WHAT YOU SHOULD DO
Which lines of the data include the string "method"? List them all.

[Records from a data collection]
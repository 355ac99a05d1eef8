//! Behaviour-driven tests for dispatching to real shell scripts.

use camino::Utf8PathBuf;
use indexmap::IndexMap;
use rpcd_config::{DirectorySpec, ServiceManifest, ServiceSpec};
use rpcd_types::{Map, Value};
use rstest::fixture;
use rstest_bdd_macros::{given, scenario, then, when};
use tempfile::TempDir;

use super::support::{module_dir, script};
use crate::auth::AuthGate;
use crate::dispatch::Dispatcher;
use crate::registry::{ModuleLoader, Registry};
use crate::request::Request;
use crate::shell::ShellSettings;

// ---------------------------------------------------------------------------
// Test world
// ---------------------------------------------------------------------------

struct TestWorld {
    _dir: TempDir,
    path: Utf8PathBuf,
    modules: IndexMap<String, Map>,
    request: Option<Request>,
}

#[fixture]
fn world() -> TestWorld {
    let (dir, path) = module_dir();
    TestWorld {
        _dir: dir,
        path,
        modules: IndexMap::new(),
        request: None,
    }
}

// ---------------------------------------------------------------------------
// Helpers
// ---------------------------------------------------------------------------

fn dispatcher(world: &TestWorld) -> Dispatcher {
    let mut directory = DirectorySpec::new(world.path.clone());
    directory.modules = world.modules.clone();
    let mut manifest = ServiceManifest::default();
    manifest.services.insert(
        String::from("main"),
        ServiceSpec {
            default_directory: None,
            config: Map::new(),
            directories: IndexMap::from([(String::from("scripts"), directory)]),
        },
    );
    let loader = ModuleLoader::with_settings(ShellSettings::new().inherit_path());
    let registry = Registry::from_manifest(&manifest, &loader).expect("registry");
    registry.init_all().expect("init");
    Dispatcher::new(registry, AuthGate::disabled())
}

fn dispatch(world: &mut TestWorld, mut request: Request) {
    dispatcher(world).dispatch(&mut request);
    world.request = Some(request);
}

fn reply(world: &TestWorld) -> &Value {
    world
        .request
        .as_ref()
        .and_then(Request::reply)
        .expect("no reply captured")
}

// ---------------------------------------------------------------------------
// Given steps
// ---------------------------------------------------------------------------

#[given("a module directory with a script {name} printing {output}")]
fn given_printing_script(world: &mut TestWorld, name: String, output: String) {
    let stem = name.trim_matches('"');
    let text = output.trim_matches('"');
    script(&world.path, &format!("{stem}.sh"), &format!("echo \"{text}\""));
}

#[given("a module directory with a script {name} exiting with status {status}")]
fn given_failing_script(world: &mut TestWorld, name: String, status: i32) {
    let stem = name.trim_matches('"');
    script(
        &world.path,
        &format!("{stem}.sh"),
        &format!("echo failed\necho \"{stem} is broken\" >&2\nexit {status}"),
    );
}

#[given("module {name} requires parameter {parameter}")]
fn given_required_parameter(world: &mut TestWorld, name: String, parameter: String) {
    let rule: Map = [
        (String::from("name"), Value::from(parameter.trim_matches('"'))),
        (String::from("required"), Value::Bool(true)),
    ]
    .into_iter()
    .collect();
    let fragment: Map = [(String::from("firewall"), Value::List(vec![Value::Map(rule)]))]
        .into_iter()
        .collect();
    world
        .modules
        .insert(name.trim_matches('"').to_owned(), fragment);
}

// ---------------------------------------------------------------------------
// When steps
// ---------------------------------------------------------------------------

#[when("method {method} is dispatched")]
fn when_dispatched(world: &mut TestWorld, method: String) {
    dispatch(world, Request::new(method.trim_matches('"')));
}

#[when("method {method} is dispatched with parameter {name} set to {value}")]
fn when_dispatched_with(world: &mut TestWorld, method: String, name: String, value: String) {
    let params: Value = [(name.trim_matches('"'), value.trim_matches('"'))]
        .into_iter()
        .collect();
    dispatch(world, Request::new(method.trim_matches('"')).with_params(params));
}

// ---------------------------------------------------------------------------
// Then steps
// ---------------------------------------------------------------------------

#[then("the reply field {field} is {expected}")]
fn then_reply_field(world: &mut TestWorld, field: String, expected: String) {
    let reply = reply(world);
    assert_eq!(
        reply.get(field.trim_matches('"')),
        Some(&Value::from(expected.trim_matches('"'))),
        "unexpected reply: {reply:?}"
    );
}

#[then("the reply is an error with code {code}")]
fn then_error_code(world: &mut TestWorld, code: i64) {
    let reply = reply(world);
    let error = reply.as_error().expect("expected an error reply");
    assert_eq!(error.code(), code, "unexpected error: {error:?}");
}

// ---------------------------------------------------------------------------
// Scenario registration
// ---------------------------------------------------------------------------

#[scenario(path = "tests/features/shell_dispatch.feature")]
fn shell_dispatch_behaviour(world: TestWorld) {
    let _ = world;
}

SOLVED PROBLEM
#[when("method {method} is dispatched")]
fn when_dispatched(world: &mut TestWorld, method: String) {
    dispatch(world, Request::new(method.trim_matches('"')));
#[when("method {method} is dispatched with parameter {name} set to {value}")]
fn when_dispatched_with(world: &mut TestWorld, method: String, name: String, value: String) {
    dispatch(world, Request::new(method.trim_matches('"')).with_params(params));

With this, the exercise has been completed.